Available records section start

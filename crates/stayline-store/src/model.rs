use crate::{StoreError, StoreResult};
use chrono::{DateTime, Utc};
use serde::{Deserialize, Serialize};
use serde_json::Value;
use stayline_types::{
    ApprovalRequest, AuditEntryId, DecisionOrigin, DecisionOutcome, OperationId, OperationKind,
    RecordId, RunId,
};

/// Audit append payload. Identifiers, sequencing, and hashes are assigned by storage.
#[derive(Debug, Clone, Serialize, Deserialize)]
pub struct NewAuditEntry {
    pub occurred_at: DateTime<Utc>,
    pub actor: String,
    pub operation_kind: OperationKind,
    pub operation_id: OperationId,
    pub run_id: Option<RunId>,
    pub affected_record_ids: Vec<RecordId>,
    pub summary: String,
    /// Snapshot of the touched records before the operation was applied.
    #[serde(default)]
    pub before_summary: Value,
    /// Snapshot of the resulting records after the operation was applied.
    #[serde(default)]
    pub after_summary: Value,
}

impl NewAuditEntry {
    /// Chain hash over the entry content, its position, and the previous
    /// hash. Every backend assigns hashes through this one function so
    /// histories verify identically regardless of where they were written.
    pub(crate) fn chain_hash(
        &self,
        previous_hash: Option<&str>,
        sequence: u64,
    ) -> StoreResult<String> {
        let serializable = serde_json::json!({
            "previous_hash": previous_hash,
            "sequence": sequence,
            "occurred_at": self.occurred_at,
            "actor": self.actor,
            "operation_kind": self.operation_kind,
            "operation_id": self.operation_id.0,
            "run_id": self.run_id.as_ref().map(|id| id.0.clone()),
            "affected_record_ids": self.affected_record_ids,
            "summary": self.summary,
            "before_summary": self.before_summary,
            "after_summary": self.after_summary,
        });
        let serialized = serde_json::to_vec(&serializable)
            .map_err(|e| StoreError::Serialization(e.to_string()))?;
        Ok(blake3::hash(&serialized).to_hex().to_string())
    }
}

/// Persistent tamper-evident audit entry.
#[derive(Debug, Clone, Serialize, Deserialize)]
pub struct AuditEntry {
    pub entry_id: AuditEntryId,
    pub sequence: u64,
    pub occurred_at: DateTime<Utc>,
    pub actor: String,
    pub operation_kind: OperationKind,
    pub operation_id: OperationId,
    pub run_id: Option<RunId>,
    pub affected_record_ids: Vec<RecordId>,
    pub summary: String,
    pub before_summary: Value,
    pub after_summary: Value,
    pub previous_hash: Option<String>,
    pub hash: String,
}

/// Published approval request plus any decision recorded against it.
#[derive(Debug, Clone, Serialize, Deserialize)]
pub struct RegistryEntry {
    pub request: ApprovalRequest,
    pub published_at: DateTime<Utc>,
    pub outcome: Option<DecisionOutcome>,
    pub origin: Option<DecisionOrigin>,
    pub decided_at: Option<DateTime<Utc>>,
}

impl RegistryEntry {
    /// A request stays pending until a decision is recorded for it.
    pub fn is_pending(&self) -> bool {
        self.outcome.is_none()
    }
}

Available records section end
Available records section start

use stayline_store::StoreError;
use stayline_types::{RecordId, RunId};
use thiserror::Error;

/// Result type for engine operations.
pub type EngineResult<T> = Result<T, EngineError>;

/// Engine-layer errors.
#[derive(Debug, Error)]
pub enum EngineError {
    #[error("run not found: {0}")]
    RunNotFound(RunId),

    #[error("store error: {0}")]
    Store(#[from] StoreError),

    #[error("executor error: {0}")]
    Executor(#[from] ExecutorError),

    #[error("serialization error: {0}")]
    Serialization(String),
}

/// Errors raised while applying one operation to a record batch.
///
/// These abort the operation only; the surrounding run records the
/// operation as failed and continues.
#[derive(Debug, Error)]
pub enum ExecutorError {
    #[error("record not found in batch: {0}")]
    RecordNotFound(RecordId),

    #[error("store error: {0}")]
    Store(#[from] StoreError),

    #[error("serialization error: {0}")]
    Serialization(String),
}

Available records section end
Available records section start

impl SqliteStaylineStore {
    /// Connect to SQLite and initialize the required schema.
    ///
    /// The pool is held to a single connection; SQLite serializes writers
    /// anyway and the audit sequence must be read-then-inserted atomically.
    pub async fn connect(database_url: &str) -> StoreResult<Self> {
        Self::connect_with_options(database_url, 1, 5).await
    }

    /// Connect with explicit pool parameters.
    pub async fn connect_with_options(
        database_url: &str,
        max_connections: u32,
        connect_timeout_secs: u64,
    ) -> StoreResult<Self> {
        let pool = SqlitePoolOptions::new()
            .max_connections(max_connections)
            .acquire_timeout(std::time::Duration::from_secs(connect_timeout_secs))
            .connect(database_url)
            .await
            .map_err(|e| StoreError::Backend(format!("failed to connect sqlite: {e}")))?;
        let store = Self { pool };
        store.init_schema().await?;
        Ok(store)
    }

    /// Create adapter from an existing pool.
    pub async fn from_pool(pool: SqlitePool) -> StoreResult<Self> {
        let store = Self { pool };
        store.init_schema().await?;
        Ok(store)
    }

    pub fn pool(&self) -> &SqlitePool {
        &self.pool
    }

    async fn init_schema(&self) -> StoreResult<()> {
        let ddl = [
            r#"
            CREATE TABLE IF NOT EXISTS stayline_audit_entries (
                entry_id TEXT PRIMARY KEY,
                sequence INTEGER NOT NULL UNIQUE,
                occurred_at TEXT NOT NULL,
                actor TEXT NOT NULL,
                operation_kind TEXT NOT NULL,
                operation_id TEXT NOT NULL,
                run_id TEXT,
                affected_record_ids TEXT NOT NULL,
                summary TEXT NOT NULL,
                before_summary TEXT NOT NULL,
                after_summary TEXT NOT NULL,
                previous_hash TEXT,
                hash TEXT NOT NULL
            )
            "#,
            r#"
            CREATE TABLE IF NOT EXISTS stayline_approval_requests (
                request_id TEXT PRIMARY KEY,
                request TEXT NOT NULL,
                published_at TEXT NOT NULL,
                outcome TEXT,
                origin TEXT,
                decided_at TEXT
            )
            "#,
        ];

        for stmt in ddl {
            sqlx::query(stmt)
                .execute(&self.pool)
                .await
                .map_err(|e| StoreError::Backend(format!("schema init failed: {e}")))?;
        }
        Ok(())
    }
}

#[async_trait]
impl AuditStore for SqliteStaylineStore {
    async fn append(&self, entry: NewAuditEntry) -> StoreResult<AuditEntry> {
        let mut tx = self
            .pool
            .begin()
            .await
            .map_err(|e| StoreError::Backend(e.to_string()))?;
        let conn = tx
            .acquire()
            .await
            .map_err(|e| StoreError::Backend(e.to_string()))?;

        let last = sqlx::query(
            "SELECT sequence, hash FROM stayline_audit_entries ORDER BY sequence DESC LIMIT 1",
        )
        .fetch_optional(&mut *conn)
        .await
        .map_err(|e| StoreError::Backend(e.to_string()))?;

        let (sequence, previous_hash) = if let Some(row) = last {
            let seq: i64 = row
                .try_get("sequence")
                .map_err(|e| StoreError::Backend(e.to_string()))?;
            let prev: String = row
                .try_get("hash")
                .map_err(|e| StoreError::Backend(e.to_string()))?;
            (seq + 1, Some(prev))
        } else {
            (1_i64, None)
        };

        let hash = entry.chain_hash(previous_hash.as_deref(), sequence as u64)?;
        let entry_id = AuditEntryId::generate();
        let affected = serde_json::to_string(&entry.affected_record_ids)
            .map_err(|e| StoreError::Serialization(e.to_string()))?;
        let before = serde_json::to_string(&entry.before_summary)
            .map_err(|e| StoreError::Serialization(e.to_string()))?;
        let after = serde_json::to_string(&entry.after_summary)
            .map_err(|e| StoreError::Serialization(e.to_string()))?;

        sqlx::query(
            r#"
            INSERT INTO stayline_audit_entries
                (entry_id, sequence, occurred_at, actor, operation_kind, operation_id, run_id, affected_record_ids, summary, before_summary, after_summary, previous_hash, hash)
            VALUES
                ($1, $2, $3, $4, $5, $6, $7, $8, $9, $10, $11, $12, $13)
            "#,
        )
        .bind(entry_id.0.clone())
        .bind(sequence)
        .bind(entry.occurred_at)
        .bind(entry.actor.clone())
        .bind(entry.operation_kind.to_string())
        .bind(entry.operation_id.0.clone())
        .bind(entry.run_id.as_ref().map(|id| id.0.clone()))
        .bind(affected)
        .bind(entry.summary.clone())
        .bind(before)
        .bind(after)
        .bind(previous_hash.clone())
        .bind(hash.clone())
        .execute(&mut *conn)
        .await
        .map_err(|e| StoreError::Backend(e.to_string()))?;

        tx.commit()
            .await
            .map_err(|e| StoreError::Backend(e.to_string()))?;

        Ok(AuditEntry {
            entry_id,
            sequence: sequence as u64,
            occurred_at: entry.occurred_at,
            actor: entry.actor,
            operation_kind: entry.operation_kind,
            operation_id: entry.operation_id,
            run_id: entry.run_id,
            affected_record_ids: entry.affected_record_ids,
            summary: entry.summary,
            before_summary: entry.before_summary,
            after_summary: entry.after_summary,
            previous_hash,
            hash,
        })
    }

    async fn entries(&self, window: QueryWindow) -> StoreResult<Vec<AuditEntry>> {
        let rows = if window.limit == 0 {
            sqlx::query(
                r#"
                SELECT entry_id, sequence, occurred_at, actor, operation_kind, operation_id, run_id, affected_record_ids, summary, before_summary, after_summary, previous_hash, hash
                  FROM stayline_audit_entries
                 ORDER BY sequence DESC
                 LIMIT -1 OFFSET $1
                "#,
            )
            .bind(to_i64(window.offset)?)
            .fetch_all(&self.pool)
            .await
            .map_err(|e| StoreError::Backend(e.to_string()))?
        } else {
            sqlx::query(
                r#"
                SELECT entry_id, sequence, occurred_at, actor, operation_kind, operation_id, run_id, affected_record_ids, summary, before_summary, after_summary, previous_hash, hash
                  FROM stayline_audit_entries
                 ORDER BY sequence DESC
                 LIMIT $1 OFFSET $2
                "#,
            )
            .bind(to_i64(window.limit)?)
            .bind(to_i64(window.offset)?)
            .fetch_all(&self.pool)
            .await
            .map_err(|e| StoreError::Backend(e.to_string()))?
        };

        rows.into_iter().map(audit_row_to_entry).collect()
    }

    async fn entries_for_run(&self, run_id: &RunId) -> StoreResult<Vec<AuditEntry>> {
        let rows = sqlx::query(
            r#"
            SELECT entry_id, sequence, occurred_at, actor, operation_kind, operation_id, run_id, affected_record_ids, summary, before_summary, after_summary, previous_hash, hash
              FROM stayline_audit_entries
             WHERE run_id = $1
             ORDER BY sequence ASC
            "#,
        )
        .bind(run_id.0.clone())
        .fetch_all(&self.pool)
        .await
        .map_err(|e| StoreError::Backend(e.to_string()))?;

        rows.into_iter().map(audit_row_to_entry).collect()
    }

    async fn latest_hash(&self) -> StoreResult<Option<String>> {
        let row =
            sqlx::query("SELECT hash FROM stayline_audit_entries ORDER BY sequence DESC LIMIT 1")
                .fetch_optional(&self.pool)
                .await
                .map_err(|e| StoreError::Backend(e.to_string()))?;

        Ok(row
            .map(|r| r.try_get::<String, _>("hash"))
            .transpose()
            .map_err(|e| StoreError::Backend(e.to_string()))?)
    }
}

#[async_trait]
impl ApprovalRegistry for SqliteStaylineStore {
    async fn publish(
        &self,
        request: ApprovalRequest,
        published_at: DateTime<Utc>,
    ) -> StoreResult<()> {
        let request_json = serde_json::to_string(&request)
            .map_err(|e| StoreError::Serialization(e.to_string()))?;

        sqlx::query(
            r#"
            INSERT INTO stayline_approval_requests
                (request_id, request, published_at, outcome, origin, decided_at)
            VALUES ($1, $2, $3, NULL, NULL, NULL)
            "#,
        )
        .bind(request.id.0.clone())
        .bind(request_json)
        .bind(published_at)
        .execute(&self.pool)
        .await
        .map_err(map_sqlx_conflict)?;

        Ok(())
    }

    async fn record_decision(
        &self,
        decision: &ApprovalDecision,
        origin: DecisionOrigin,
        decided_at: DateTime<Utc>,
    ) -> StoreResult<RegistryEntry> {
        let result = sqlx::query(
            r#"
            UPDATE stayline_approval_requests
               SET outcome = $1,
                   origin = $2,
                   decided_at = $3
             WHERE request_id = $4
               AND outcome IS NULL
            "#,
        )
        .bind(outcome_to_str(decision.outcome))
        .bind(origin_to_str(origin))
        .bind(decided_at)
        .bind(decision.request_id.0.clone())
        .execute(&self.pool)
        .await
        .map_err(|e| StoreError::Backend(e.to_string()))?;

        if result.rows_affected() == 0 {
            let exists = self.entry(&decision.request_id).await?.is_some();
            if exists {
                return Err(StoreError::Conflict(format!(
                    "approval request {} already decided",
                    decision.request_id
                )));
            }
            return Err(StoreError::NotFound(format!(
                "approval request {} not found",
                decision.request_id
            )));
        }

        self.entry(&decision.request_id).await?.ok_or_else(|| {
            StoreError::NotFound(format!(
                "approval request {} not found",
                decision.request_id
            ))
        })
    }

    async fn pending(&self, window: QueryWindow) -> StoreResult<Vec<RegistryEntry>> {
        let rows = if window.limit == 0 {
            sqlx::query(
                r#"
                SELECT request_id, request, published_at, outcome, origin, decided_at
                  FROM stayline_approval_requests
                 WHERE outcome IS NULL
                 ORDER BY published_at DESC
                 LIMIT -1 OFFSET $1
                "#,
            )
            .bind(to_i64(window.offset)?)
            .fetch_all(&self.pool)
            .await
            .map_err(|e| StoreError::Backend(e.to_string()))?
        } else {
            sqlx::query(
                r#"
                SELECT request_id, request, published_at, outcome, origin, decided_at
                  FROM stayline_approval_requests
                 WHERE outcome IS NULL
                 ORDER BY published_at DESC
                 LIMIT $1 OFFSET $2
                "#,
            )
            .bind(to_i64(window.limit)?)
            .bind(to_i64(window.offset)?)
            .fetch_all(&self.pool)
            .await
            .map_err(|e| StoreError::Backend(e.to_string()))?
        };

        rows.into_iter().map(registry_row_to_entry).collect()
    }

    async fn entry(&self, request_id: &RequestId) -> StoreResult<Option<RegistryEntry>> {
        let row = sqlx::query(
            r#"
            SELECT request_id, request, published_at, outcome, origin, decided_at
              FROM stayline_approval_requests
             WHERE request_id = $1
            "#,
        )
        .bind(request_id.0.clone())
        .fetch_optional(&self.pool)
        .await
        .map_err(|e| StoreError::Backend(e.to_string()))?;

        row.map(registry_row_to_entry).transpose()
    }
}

Available records section end

» **What to work on**
Collect the complete line wherever the string "execute" appears in the records.

» **Expected output**
                .execute(&self.pool)
        .execute(&mut *conn)
        .execute(&self.pool)
        .execute(&self.pool)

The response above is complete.